Mas quando o assunto é o sucesso alheio, as explicações transcendentais perdem terreno. É claro que o outro: a) puxou o saco de alguém b) deu para alguém c) comeu alguém d) é filho de alguém. Não só são explicações para lá de mundanas, como três delas constam no índice de pecados venais da Igreja Católica.
Portanto o fracasso é mais próximo da manifestação do divino do que o sucesso. O fracasso é uma benção disfarçada - quando Andy Wharol disse que no futuro todo mundo seria famoso por 15 minutos estava era rogando praga.
O amor de Deus pela humanidade para mim está definitivamente provado estatiticamente pela gigantesca incidência de losers. Ele toma os resmungos recalcados de solitários envelhecidos para os garçons às 3 da madrugada como preces.
Não é a toa que alguns religiosos jejuam: o negócio é simular a mendicância para chegar mais perto do Nirvana ou seja lá como se chama o Prêmio Principal da sua religião.

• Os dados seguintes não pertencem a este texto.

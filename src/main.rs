//! h3-core demo server
//!
//! Serves a handful of routes through the full pipeline:
//!
//! ```text
//! GET  /            plain text
//! GET  /json?name=  JSON built from the query string
//! POST /echo        JSON body echoed back
//! GET  /events      SSE ticker (?count=N, ?interval_ms=N)
//! GET  /error       a handler failure rendered through the error model
//! *                 404 naming method and path
//! ```

use std::path::PathBuf;
use std::sync::Arc;
use std::time::Duration;

use axum::http::{HeaderValue, Method};
use clap::Parser;
use futures_util::future::BoxFuture;
use serde_json::{json, Value};
use tokio::net::TcpListener;

use h3_core::app::error_hook;
use h3_core::config::{load_config, AppConfig};
use h3_core::handler::{response_hook, HandlerResult};
use h3_core::observability::init_logging;
use h3_core::{
    define_event_handler, App, Event, EventHandler, EventStream, EventStreamMessage, HttpServer,
    ResponseValue,
};

#[derive(Debug, Parser)]
#[command(name = "h3-core", version, about = "Demo server for the h3-core request pipeline")]
struct Cli {
    /// Path to a TOML configuration file.
    #[arg(short, long)]
    config: Option<PathBuf>,

    /// Force debug mode (stack traces, pretty JSON).
    #[arg(long)]
    debug: bool,

    /// Override the listener bind address.
    #[arg(short, long)]
    bind: Option<String>,
}

struct DemoRoutes {
    config: Arc<AppConfig>,
}

impl EventHandler for DemoRoutes {
    fn handle<'a>(&'a self, event: &'a mut Event) -> BoxFuture<'a, HandlerResult> {
        Box::pin(async move {
            // HEAD uses the GET routes; serialization drops the body.
            let method = match event.method() {
                &Method::HEAD => Method::GET,
                other => other.clone(),
            };
            let path = event.pathname().to_string();

            let result: HandlerResult = match (&method, path.as_str()) {
                (&Method::GET, "/") => Ok(ResponseValue::text("h3-core demo\n")),
                (&Method::GET, "/json") => {
                    let name = event.query().get("name").unwrap_or("world").to_string();
                    Ok(ResponseValue::Json(json!({ "hello": name })))
                }
                (&Method::POST, "/echo") => {
                    let body: Value = event.read_json(self.config.body.max_size).await?;
                    Ok(ResponseValue::Json(json!({ "echo": body })))
                }
                (&Method::GET, "/events") => Ok(ticker(event, &self.config)),
                (&Method::GET, "/error") => Err("demo failure".into()),
                _ => Ok(ResponseValue::NotFound),
            };
            result
        })
    }
}

fn ticker(event: &mut Event, config: &AppConfig) -> ResponseValue {
    let count: u64 = event
        .query()
        .get("count")
        .and_then(|v| v.parse().ok())
        .unwrap_or(5);
    let interval = Duration::from_millis(
        event
            .query()
            .get("interval_ms")
            .and_then(|v| v.parse().ok())
            .unwrap_or(1000),
    );

    let stream = EventStream::new(&config.sse);
    let reader = stream.send(event);

    tokio::spawn(async move {
        for n in 1..=count {
            if stream.is_closed() {
                break;
            }
            let message = EventStreamMessage::new(n.to_string())
                .with_id(n.to_string())
                .with_event("tick");
            stream.push(message).await;
            tokio::time::sleep(interval).await;
        }
        stream.close();
    });

    reader.into()
}

#[tokio::main]
async fn main() -> Result<(), Box<dyn std::error::Error>> {
    let cli = Cli::parse();

    let mut config = match &cli.config {
        Some(path) => load_config(path)?,
        None => AppConfig::default(),
    };
    if cli.debug {
        config.debug = true;
    }
    if let Some(bind) = cli.bind {
        config.listener.bind_address = bind;
    }

    init_logging(&config.observability);
    tracing::info!("h3-core v{} starting", env!("CARGO_PKG_VERSION"));

    tracing::info!(
        bind_address = %config.listener.bind_address,
        debug = config.debug,
        sse_auto_close = config.sse.auto_close,
        body_max_size = config.body.max_size,
        "Configuration loaded"
    );

    let config = Arc::new(config);
    let routes = define_event_handler(DemoRoutes {
        config: config.clone(),
    })
    .on_before_response(response_hook(|event, _response| {
        Box::pin(async move {
            event
                .response
                .headers
                .insert("x-powered-by", HeaderValue::from_static("h3-core"));
            Ok(())
        })
    }));

    let app = App::new(config.clone(), routes).on_error(error_hook(|error, event| {
        let status = error.status_code();
        Box::pin(async move {
            tracing::debug!(status, path = %event.pathname(), "Request failed");
        })
    }));

    let listener = TcpListener::bind(&config.listener.bind_address).await?;
    let local_addr = listener.local_addr()?;

    tracing::info!(
        address = %local_addr,
        "Listening for connections"
    );

    HttpServer::new(app).run(listener).await?;

    tracing::info!("Shutdown complete");
    Ok(())
}
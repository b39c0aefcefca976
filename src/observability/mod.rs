//! Observability subsystem.
//!
//! # Data Flow
//! ```text
//! All subsystems produce:
//!     → tracing events with structured fields (method, path, status, request_id)
//!     → request spans from the transport's TraceLayer
//!
//! logging.rs installs the subscriber:
//!     → EnvFilter (RUST_LOG or configured level)
//!     → fmt layer (plain or JSON lines) on stdout
//! ```
//!
//! # Design Decisions
//! - Structured logging (JSON) for machine parsing
//! - Request ID flows through the event context into log fields

pub mod logging;

pub use logging::init_logging;
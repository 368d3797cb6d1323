//! WebSocket accept loop for the bridge.
//!
//! Listens for TCP connections, performs the WebSocket handshake while
//! capturing the request's query string, and spawns one independent
//! session task per client.

use std::net::SocketAddr;
use std::sync::Arc;
use std::time::Duration;

use anyhow::{Context, Result};
use tokio::net::{TcpListener, TcpStream};
use tokio::task::JoinHandle;
use tokio_tungstenite::tungstenite::handshake::server::{Request, Response};

use super::session;
use crate::config::Config;

/// The bridge's listening server.
#[derive(Debug)]
pub struct BridgeServer {
    local_addr: SocketAddr,
    accept_handle: JoinHandle<()>,
}

impl BridgeServer {
    /// Bind the configured listen address and start accepting sessions.
    ///
    /// # Errors
    ///
    /// Returns an error if the listen address cannot be bound.
    pub async fn start(config: Arc<Config>) -> Result<Self> {
        let listener = TcpListener::bind(&config.listen)
            .await
            .with_context(|| format!("Failed to bind bridge listener on {}", config.listen))?;
        let local_addr = listener.local_addr()?;
        log::info!("[bridge] Listening on ws://{local_addr}");

        let accept_handle = tokio::spawn(Self::accept_loop(listener, config));
        Ok(Self {
            local_addr,
            accept_handle,
        })
    }

    /// The bound socket address (useful with port 0).
    pub fn local_addr(&self) -> SocketAddr {
        self.local_addr
    }

    /// Stop accepting new sessions.
    ///
    /// Running session tasks finish on their own when their clients
    /// disconnect.
    pub fn shutdown(self) {
        self.accept_handle.abort();
    }

    /// Accept loop - runs as a tokio task.
    async fn accept_loop(listener: TcpListener, config: Arc<Config>) {
        loop {
            match listener.accept().await {
                Ok((stream, peer)) => {
                    log::info!("[bridge] Client connected: {peer}");
                    let config = Arc::clone(&config);
                    tokio::spawn(async move {
                        if let Err(e) = Self::handle_connection(stream, config).await {
                            log::warn!("[bridge] Session for {peer} ended with error: {e}");
                        }
                        log::info!("[bridge] Client disconnected: {peer}");
                    });
                }
                Err(e) => {
                    log::error!("[bridge] Accept error: {e}");
                    tokio::time::sleep(Duration::from_millis(100)).await;
                }
            }
        }
    }

    /// Upgrade one connection to WebSocket and run its session.
    async fn handle_connection(stream: TcpStream, config: Arc<Config>) -> Result<()> {
        let mut query: Option<String> = None;
        let ws = tokio_tungstenite::accept_hdr_async(stream, |req: &Request, resp: Response| {
            query = req.uri().query().map(str::to_string);
            Ok(resp)
        })
        .await
        .context("WebSocket handshake failed")?;

        let requested = query.as_deref().and_then(stream_param);
        session::run(ws, requested, config).await
    }
}

/// Extract the `stream` parameter from a raw query string.
fn stream_param(query: &str) -> Option<String> {
    query.split('&').find_map(|pair| {
        pair.split_once('=')
            .filter(|(key, _)| *key == "stream")
            .map(|(_, value)| value.to_string())
    })
}

#[cfg(test)]
mod tests {
    use super::*;

    #[test]
    fn test_stream_param_extraction() {
        assert_eq!(stream_param("stream=test1"), Some("test1".to_string()));
        assert_eq!(
            stream_param("foo=bar&stream=logs&x=1"),
            Some("logs".to_string())
        );
        assert_eq!(stream_param("foo=bar"), None);
        assert_eq!(stream_param(""), None);
        // Bare key without a value
        assert_eq!(stream_param("stream"), None);
    }
}
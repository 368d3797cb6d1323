//! Wire protocol codec for the pub/sub relay.
//!
//! Each message on the transport is length-delimited, and inside the
//! delimiter carries an ASCII topic, one separator space, and raw
//! payload bytes:
//!
//! ```text
//! [u32 LE length] [topic] [0x20] [payload: arbitrary bytes]
//! ```
//!
//! Topics:
//! - `O`: stream output. A non-empty payload is one capture chunk,
//!   relayed byte-for-byte; the reserved empty payload marks
//!   end-of-stream and is always the last frame on an address.
//! - `S`: subscribe handshake (subscriber → publisher), payload names
//!   the topic being subscribed.
//! - `A`: subscriber-ready acknowledgment (publisher → subscriber),
//!   sent once when the publisher has admitted the subscription.
//!
//! Unknown topics decode as [`Frame::Other`] and are silently dropped
//! by consumers, leaving room for multiplexed topics later. A message
//! without the separator has no topic at all and is a protocol
//! violation: decoding fails, which terminates that one subscription.

use anyhow::{anyhow, bail, Result};

/// Maximum message size (16 MB).
const MAX_FRAME_SIZE: u32 = 16 * 1024 * 1024;

/// Topic carrying stream output and the end-of-stream sentinel.
pub const OUTPUT_TOPIC: &str = "O";
/// Topic for the subscribe handshake.
pub const SUBSCRIBE_TOPIC: &str = "S";
/// Topic for the subscriber-ready acknowledgment.
pub const READY_TOPIC: &str = "A";

/// A decoded message from the wire protocol.
///
/// End-of-stream is an explicit variant rather than "empty payload"
/// so no consumer ever has to disambiguate a legitimately empty chunk
/// from stream completion.
#[derive(Debug, Clone, PartialEq, Eq)]
pub enum Frame {
    /// One chunk of stream output (never empty).
    Output(Vec<u8>),

    /// End-of-stream sentinel. Always the last frame on an address.
    EndOfStream,

    /// Subscribe handshake naming the requested topic.
    Subscribe(String),

    /// Subscriber-ready acknowledgment.
    Ready,

    /// Message on an unrecognized topic. Consumers drop these.
    Other {
        /// The unrecognized topic token.
        topic: String,
        /// Raw payload bytes.
        payload: Vec<u8>,
    },
}

impl Frame {
    /// Encode this frame into a wire-format byte vector.
    ///
    /// Returns `[u32 LE length][topic][space][payload]`.
    pub fn encode(&self) -> Vec<u8> {
        match self {
            Frame::Output(data) => encode_raw(OUTPUT_TOPIC, data),
            Frame::EndOfStream => encode_raw(OUTPUT_TOPIC, &[]),
            Frame::Subscribe(topic) => encode_raw(SUBSCRIBE_TOPIC, topic.as_bytes()),
            Frame::Ready => encode_raw(READY_TOPIC, &[]),
            Frame::Other { topic, payload } => encode_raw(topic, payload),
        }
    }
}

/// Encode a raw message with topic and payload.
fn encode_raw(topic: &str, payload: &[u8]) -> Vec<u8> {
    let length = (topic.len() + 1 + payload.len()) as u32;
    let mut buf = Vec::with_capacity(4 + length as usize);
    buf.extend_from_slice(&length.to_le_bytes());
    buf.extend_from_slice(topic.as_bytes());
    buf.push(b' ');
    buf.extend_from_slice(payload);
    buf
}

/// Decode a single delimited message into a frame.
fn decode_message(msg: &[u8]) -> Result<Frame> {
    let sep = msg
        .iter()
        .position(|&b| b == b' ')
        .ok_or_else(|| anyhow!("Malformed message: missing topic separator"))?;
    let topic = std::str::from_utf8(&msg[..sep])
        .map_err(|_| anyhow!("Malformed message: topic is not ASCII"))?;
    let payload = &msg[sep + 1..];

    let frame = match topic {
        OUTPUT_TOPIC => {
            if payload.is_empty() {
                Frame::EndOfStream
            } else {
                Frame::Output(payload.to_vec())
            }
        }
        SUBSCRIBE_TOPIC => Frame::Subscribe(String::from_utf8_lossy(payload).into_owned()),
        READY_TOPIC => Frame::Ready,
        other => Frame::Other {
            topic: other.to_string(),
            payload: payload.to_vec(),
        },
    };
    Ok(frame)
}

/// Incremental frame decoder that handles partial reads.
///
/// Feed bytes via [`FrameDecoder::feed`] and extract complete frames.
/// Handles TCP-style byte stream reassembly.
#[derive(Debug, Default)]
pub struct FrameDecoder {
    buf: Vec<u8>,
}

impl FrameDecoder {
    /// Create a new decoder with empty buffer.
    pub fn new() -> Self {
        Self { buf: Vec::new() }
    }

    /// Feed bytes into the decoder and extract all complete frames.
    ///
    /// Returns decoded frames. Incomplete data is buffered for the next call.
    ///
    /// # Errors
    ///
    /// Returns an error if a message is malformed or exceeds the size
    /// limit. The connection that produced the bytes should be dropped;
    /// the decoder's buffer is no longer trustworthy after an error.
    pub fn feed(&mut self, bytes: &[u8]) -> Result<Vec<Frame>> {
        self.buf.extend_from_slice(bytes);
        let mut frames = Vec::new();

        loop {
            // Need at least 4 bytes for the length header
            if self.buf.len() < 4 {
                break;
            }

            let length = u32::from_le_bytes([self.buf[0], self.buf[1], self.buf[2], self.buf[3]]);

            // Shortest valid message is a one-byte topic plus the separator
            if length < 2 {
                bail!("Invalid message: length {length} below minimum");
            }
            if length > MAX_FRAME_SIZE {
                bail!("Message too large: {length} bytes (max {MAX_FRAME_SIZE})");
            }

            let total = 4 + length as usize;
            if self.buf.len() < total {
                break; // Incomplete message, wait for more data
            }

            let frame = decode_message(&self.buf[4..total])?;
            frames.push(frame);

            self.buf.drain(..total);
        }

        Ok(frames)
    }

    /// Returns true if the decoder has buffered partial data.
    pub fn has_partial(&self) -> bool {
        !self.buf.is_empty()
    }
}

#[cfg(test)]
mod tests {
    use super::*;

    #[test]
    fn test_output_round_trip() {
        let frame = Frame::Output(b"hello world".to_vec());
        let encoded = frame.encode();
        let mut decoder = FrameDecoder::new();
        let frames = decoder.feed(&encoded).unwrap();
        assert_eq!(frames.len(), 1);
        assert_eq!(frames[0], frame);
        assert!(!decoder.has_partial());
    }

    #[test]
    fn test_output_preserves_arbitrary_bytes() {
        // Embedded NUL, control codes, newlines, and the separator byte
        // itself must all survive byte-for-byte.
        let data = vec![0x00, b' ', 0x1b, b'[', b'3', b'1', b'm', b'\n', 0x07, 0xff];
        let frame = Frame::Output(data.clone());
        let mut decoder = FrameDecoder::new();
        let frames = decoder.feed(&frame.encode()).unwrap();
        assert_eq!(frames, vec![Frame::Output(data)]);
    }

    #[test]
    fn test_end_of_stream_is_empty_payload() {
        let encoded = Frame::EndOfStream.encode();
        // "O" + separator, nothing else
        assert_eq!(&encoded[4..], b"O ");
        let mut decoder = FrameDecoder::new();
        let frames = decoder.feed(&encoded).unwrap();
        assert_eq!(frames, vec![Frame::EndOfStream]);
    }

    #[test]
    fn test_subscribe_round_trip() {
        let frame = Frame::Subscribe(OUTPUT_TOPIC.to_string());
        let mut decoder = FrameDecoder::new();
        let frames = decoder.feed(&frame.encode()).unwrap();
        assert_eq!(frames, vec![frame]);
    }

    #[test]
    fn test_ready_round_trip() {
        let mut decoder = FrameDecoder::new();
        let frames = decoder.feed(&Frame::Ready.encode()).unwrap();
        assert_eq!(frames, vec![Frame::Ready]);
    }

    #[test]
    fn test_unknown_topic_decodes_as_other() {
        let frame = Frame::Other {
            topic: "X".to_string(),
            payload: b"future use".to_vec(),
        };
        let mut decoder = FrameDecoder::new();
        let frames = decoder.feed(&frame.encode()).unwrap();
        assert_eq!(frames, vec![frame]);
    }

    #[test]
    fn test_multiple_frames_in_single_feed() {
        let f1 = Frame::Output(b"first".to_vec());
        let f2 = Frame::Output(b"second".to_vec());
        let f3 = Frame::EndOfStream;

        let mut buf = Vec::new();
        buf.extend_from_slice(&f1.encode());
        buf.extend_from_slice(&f2.encode());
        buf.extend_from_slice(&f3.encode());

        let mut decoder = FrameDecoder::new();
        let frames = decoder.feed(&buf).unwrap();
        assert_eq!(frames, vec![f1, f2, f3]);
    }

    #[test]
    fn test_partial_frame_reassembly() {
        let frame = Frame::Output(b"split across reads".to_vec());
        let encoded = frame.encode();

        let mut decoder = FrameDecoder::new();

        let mid = encoded.len() / 2;
        let frames = decoder.feed(&encoded[..mid]).unwrap();
        assert_eq!(frames.len(), 0);
        assert!(decoder.has_partial());

        let frames = decoder.feed(&encoded[mid..]).unwrap();
        assert_eq!(frames, vec![frame]);
        assert!(!decoder.has_partial());
    }

    #[test]
    fn test_byte_at_a_time() {
        let frame = Frame::Output(b"x".to_vec());
        let encoded = frame.encode();

        let mut decoder = FrameDecoder::new();
        for (i, byte) in encoded.iter().enumerate() {
            let frames = decoder.feed(&[*byte]).unwrap();
            if i < encoded.len() - 1 {
                assert_eq!(frames.len(), 0);
            } else {
                assert_eq!(frames, vec![frame.clone()]);
            }
        }
    }

    #[test]
    fn test_missing_separator_rejected() {
        // A message that is all topic and no separator
        let payload = b"garbage";
        let mut buf = Vec::new();
        buf.extend_from_slice(&(payload.len() as u32).to_le_bytes());
        buf.extend_from_slice(payload);

        let mut decoder = FrameDecoder::new();
        let err = decoder.feed(&buf).unwrap_err();
        assert!(
            err.to_string().contains("separator"),
            "Error should mention the separator: {err}"
        );
    }

    #[test]
    fn test_undersized_message_rejected() {
        // length = 1 cannot hold topic + separator
        let mut buf = Vec::new();
        buf.extend_from_slice(&1u32.to_le_bytes());
        buf.push(b'O');
        let mut decoder = FrameDecoder::new();
        assert!(decoder.feed(&buf).is_err());
    }

    #[test]
    fn test_oversized_message_rejected() {
        let length = MAX_FRAME_SIZE + 1;
        let buf = length.to_le_bytes();
        let mut decoder = FrameDecoder::new();
        assert!(decoder.feed(&buf).is_err());
    }

    #[test]
    fn test_large_output_chunk() {
        let data = vec![0x42u8; 256 * 1024]; // 256KB
        let frame = Frame::Output(data.clone());
        let mut decoder = FrameDecoder::new();
        let frames = decoder.feed(&frame.encode()).unwrap();
        assert_eq!(frames.len(), 1);
        match &frames[0] {
            Frame::Output(decoded) => assert_eq!(decoded, &data),
            other => panic!("Expected Output, got {other:?}"),
        }
    }
}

As pessoas bem-sucedidas têm mais dificuldades de concentração, são sempre distraídas por telefonemas de congratulação, pelo barulho do choque de taças de cristal e por loiras de snorkel fazendo brincadeirinhas subaquáticas na Jacuzzi.
Graças a Deus o fracasso está ao alcance de todos. Vejam o exemplo do Paulo Ricardo. Quem o viu nos anos 80, amaldiçoado pelo sucesso absouto, não conseguiria adivinhar o caminho de iluminação em iluminação até o pleno Estado de Graça em que se encontra. Aleluia!